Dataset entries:

*** Begin section ***

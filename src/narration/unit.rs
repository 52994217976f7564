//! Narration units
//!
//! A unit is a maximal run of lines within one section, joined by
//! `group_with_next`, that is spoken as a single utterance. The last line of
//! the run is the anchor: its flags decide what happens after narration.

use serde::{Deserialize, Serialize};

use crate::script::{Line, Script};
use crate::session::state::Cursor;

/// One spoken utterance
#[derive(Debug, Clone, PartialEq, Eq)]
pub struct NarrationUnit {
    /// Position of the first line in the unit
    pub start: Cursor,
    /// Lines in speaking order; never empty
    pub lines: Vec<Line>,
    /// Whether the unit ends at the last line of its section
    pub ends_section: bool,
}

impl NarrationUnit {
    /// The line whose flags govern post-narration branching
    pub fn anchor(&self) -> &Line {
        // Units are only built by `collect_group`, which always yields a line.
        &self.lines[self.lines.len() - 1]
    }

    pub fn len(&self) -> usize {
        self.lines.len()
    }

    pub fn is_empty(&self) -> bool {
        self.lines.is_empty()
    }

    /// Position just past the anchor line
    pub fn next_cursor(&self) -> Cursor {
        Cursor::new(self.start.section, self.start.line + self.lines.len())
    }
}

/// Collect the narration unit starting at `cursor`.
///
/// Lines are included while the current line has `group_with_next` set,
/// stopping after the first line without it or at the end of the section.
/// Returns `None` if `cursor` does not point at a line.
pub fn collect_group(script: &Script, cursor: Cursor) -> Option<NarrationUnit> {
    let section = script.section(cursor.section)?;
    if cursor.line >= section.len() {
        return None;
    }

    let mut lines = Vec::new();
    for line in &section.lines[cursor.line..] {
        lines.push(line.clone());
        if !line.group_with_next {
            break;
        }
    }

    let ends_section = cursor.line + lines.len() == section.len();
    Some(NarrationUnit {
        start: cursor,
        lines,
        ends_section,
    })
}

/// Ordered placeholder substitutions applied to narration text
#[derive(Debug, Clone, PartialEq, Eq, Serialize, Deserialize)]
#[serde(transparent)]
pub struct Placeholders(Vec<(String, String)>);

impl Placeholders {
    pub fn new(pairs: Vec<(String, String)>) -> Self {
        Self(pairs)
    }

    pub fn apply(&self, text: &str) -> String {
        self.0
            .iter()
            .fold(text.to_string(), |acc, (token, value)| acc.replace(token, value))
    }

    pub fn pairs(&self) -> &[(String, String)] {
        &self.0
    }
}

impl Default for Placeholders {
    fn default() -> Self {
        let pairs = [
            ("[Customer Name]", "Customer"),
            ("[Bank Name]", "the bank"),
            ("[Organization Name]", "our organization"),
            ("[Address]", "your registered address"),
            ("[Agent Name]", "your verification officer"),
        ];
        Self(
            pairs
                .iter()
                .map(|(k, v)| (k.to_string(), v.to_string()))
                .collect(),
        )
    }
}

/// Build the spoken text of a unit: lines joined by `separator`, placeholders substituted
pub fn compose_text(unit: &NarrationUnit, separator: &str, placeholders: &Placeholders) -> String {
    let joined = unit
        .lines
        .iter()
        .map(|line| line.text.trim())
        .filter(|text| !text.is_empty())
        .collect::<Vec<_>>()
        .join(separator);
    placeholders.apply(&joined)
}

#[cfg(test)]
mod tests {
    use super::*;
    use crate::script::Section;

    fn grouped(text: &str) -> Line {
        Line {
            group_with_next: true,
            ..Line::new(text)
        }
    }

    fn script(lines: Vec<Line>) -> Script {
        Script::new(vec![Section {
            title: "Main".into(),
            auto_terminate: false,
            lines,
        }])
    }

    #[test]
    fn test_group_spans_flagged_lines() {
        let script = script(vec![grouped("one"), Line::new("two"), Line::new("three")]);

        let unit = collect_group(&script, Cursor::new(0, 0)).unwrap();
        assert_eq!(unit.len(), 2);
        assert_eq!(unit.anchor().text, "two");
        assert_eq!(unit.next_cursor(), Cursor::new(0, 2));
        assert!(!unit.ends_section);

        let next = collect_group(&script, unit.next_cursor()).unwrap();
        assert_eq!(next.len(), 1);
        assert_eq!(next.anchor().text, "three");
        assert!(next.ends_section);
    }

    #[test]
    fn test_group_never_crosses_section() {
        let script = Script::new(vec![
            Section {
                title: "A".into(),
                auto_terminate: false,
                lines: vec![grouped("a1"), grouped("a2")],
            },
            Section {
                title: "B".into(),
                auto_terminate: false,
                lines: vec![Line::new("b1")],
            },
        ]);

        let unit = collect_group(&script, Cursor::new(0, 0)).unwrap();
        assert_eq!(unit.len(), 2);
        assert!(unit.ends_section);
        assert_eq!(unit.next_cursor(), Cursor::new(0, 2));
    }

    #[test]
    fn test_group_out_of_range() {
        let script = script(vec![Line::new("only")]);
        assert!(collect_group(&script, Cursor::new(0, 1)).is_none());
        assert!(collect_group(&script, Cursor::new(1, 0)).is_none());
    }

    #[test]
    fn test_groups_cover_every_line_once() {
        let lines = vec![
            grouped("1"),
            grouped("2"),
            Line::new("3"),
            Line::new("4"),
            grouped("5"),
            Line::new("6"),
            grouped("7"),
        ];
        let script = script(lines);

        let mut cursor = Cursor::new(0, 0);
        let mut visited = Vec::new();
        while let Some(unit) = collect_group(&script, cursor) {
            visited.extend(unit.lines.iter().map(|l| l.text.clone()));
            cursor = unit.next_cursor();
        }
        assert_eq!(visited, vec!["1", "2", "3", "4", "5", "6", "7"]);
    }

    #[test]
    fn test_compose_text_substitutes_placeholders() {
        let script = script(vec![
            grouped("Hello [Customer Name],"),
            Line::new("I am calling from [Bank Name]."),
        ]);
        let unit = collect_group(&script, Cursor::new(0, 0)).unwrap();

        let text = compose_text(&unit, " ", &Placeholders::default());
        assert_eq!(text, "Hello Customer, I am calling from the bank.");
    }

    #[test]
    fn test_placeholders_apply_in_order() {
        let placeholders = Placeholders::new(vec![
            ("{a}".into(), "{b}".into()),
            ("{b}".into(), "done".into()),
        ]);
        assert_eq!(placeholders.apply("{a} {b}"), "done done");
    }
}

*** End section ***
*** Begin section ***

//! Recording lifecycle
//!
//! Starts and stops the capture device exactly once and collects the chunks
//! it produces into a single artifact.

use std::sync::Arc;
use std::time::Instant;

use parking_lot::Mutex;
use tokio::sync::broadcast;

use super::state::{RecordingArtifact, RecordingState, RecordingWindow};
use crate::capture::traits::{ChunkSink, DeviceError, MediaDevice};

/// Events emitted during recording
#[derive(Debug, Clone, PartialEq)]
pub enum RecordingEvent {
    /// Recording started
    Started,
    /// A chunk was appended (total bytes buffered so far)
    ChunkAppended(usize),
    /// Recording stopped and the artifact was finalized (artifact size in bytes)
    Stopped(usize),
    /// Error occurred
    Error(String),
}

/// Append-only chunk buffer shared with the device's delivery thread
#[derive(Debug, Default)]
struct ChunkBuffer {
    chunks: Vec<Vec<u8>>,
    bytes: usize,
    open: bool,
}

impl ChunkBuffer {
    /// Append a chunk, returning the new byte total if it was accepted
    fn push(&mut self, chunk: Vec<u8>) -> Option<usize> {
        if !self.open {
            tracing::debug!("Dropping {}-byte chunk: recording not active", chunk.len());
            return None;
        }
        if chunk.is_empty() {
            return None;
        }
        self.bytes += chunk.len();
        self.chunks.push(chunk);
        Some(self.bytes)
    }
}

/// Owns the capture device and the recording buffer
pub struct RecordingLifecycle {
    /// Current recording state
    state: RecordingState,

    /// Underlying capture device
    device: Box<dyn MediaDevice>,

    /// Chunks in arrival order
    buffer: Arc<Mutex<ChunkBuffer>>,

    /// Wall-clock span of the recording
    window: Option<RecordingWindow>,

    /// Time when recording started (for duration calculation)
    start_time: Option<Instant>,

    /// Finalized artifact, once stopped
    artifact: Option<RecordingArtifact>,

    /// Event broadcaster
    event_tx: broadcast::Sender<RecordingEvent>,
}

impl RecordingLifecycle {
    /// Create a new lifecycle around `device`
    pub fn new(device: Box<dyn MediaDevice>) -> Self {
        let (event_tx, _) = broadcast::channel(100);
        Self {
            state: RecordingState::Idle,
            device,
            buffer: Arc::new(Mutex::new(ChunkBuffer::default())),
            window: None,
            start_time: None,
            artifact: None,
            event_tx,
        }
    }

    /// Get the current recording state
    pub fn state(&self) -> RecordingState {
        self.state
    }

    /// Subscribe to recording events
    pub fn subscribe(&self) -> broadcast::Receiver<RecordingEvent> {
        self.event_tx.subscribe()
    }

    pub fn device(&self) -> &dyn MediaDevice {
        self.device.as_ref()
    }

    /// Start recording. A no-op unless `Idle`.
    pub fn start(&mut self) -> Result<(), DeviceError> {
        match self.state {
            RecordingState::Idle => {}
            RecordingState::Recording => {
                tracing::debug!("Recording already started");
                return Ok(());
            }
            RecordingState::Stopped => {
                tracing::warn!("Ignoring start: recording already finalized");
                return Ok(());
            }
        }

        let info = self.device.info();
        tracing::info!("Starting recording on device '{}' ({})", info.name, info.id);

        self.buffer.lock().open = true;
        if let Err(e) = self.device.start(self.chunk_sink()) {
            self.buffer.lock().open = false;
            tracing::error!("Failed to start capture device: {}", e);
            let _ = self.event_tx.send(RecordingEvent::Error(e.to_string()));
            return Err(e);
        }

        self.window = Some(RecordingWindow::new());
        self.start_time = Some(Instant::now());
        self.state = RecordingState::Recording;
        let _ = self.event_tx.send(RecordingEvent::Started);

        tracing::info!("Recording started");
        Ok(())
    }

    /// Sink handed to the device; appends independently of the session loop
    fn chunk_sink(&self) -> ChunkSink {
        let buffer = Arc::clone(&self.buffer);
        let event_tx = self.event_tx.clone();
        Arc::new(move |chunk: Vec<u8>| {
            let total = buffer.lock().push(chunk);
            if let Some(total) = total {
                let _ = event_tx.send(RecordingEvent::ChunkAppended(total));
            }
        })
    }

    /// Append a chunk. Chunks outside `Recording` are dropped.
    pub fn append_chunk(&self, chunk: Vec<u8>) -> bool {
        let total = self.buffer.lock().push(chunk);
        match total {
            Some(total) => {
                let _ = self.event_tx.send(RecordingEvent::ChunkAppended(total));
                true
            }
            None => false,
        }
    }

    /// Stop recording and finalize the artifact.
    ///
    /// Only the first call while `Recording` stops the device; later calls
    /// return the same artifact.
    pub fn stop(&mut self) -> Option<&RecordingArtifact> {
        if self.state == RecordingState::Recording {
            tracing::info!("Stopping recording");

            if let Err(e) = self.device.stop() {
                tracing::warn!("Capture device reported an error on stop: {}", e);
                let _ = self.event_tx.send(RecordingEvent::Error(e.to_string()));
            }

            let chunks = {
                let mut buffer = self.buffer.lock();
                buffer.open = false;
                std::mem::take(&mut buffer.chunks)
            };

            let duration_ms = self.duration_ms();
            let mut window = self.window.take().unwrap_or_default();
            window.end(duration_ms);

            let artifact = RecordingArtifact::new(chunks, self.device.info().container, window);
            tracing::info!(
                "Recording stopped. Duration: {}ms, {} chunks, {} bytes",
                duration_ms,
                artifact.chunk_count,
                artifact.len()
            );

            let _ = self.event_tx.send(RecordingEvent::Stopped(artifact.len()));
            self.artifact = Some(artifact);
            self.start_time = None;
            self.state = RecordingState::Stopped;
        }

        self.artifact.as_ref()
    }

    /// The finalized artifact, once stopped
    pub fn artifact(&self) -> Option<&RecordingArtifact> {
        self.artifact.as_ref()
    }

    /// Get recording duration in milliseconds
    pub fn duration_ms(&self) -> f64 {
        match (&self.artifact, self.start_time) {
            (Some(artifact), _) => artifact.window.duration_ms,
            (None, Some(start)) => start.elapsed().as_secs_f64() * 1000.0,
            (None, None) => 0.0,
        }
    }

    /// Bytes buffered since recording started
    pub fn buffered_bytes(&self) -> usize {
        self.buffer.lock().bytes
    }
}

*** End section ***

• **AIM OF THE TASK**:
Return, with no change at all, every line in the entries above from the line containing "filename src/narration/unit.rs" through the line containing "happens after narration.".

• **EXERCISE RESPONSE**:
filename src/narration/unit.rs
repository 52994217976f7564
//! Narration units
//!
//! A unit is a maximal run of lines within one section, joined by
//! `group_with_next`, that is spoken as a single utterance. The last line of
//! the run is the anchor: its flags decide what happens after narration.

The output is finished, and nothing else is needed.